(Saved entries):
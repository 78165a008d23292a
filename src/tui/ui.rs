use ratatui::{
    layout::{Constraint, Direction, Layout},
    style::Style,
    widgets::Block,
    Frame,
};

use super::app::{App, AppView};
use super::widgets::{
    filter_panel::FilterPanelWidget, keybindings_modal::KeybindingsModalWidget,
    logs::LogsWidget, offer_list::OfferListWidget, search_bar::SearchBarWidget,
    status_bar::StatusBarWidget,
};

pub fn ui(f: &mut Frame, app: &mut App) {
    let full_area = f.size();

    // Base coat, so cells no widget paints still follow the theme.
    f.render_widget(
        Block::default().style(Style::default().bg(app.theme.primary_background)),
        full_area,
    );

    // Status bar on top, content in the middle, search bar at the bottom.
    let main_layout_chunks = Layout::default()
        .direction(Direction::Vertical)
        .constraints([
            Constraint::Length(1), // Status bar
            Constraint::Min(0),    // Main content
            Constraint::Length(3), // Search bar
        ])
        .split(full_area);

    StatusBarWidget::render(f, app, main_layout_chunks[0]);

    let main_content_area = main_layout_chunks[1];

    match app.active_view {
        AppView::Offers => {
            // Filter sidebar on the left, offer list and details on the right.
            let content_chunks = Layout::default()
                .direction(Direction::Horizontal)
                .constraints([Constraint::Percentage(28), Constraint::Percentage(72)].as_ref())
                .split(main_content_area);
            FilterPanelWidget::render(f, app, content_chunks[0]);
            OfferListWidget::render(f, app, content_chunks[1]);
        }
        AppView::Logs => {
            LogsWidget::render(f, app, main_content_area);
        }
    }

    SearchBarWidget::render(f, app, main_layout_chunks[2]);

    if app.show_keybindings_modal {
        KeybindingsModalWidget::render(f, app, full_area);
    }
}
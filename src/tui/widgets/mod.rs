pub mod filter_panel;
pub mod keybindings_modal;
pub mod logs;
pub mod offer_list;
pub mod search_bar;
pub mod status_bar;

(TASK OBJECTIVE):
Retype exactly the lines from the one containing "KeybindingsModalWidget::render(f, app, full_area);" through the last line of the records above, including both.

(REPLY TO THE EXERCISE):
        KeybindingsModalWidget::render(f, app, full_area);
    }
}
filename src/tui/widgets/mod.rs
pub mod filter_panel;
pub mod keybindings_modal;
pub mod logs;
pub mod offer_list;
pub mod search_bar;
pub mod status_bar;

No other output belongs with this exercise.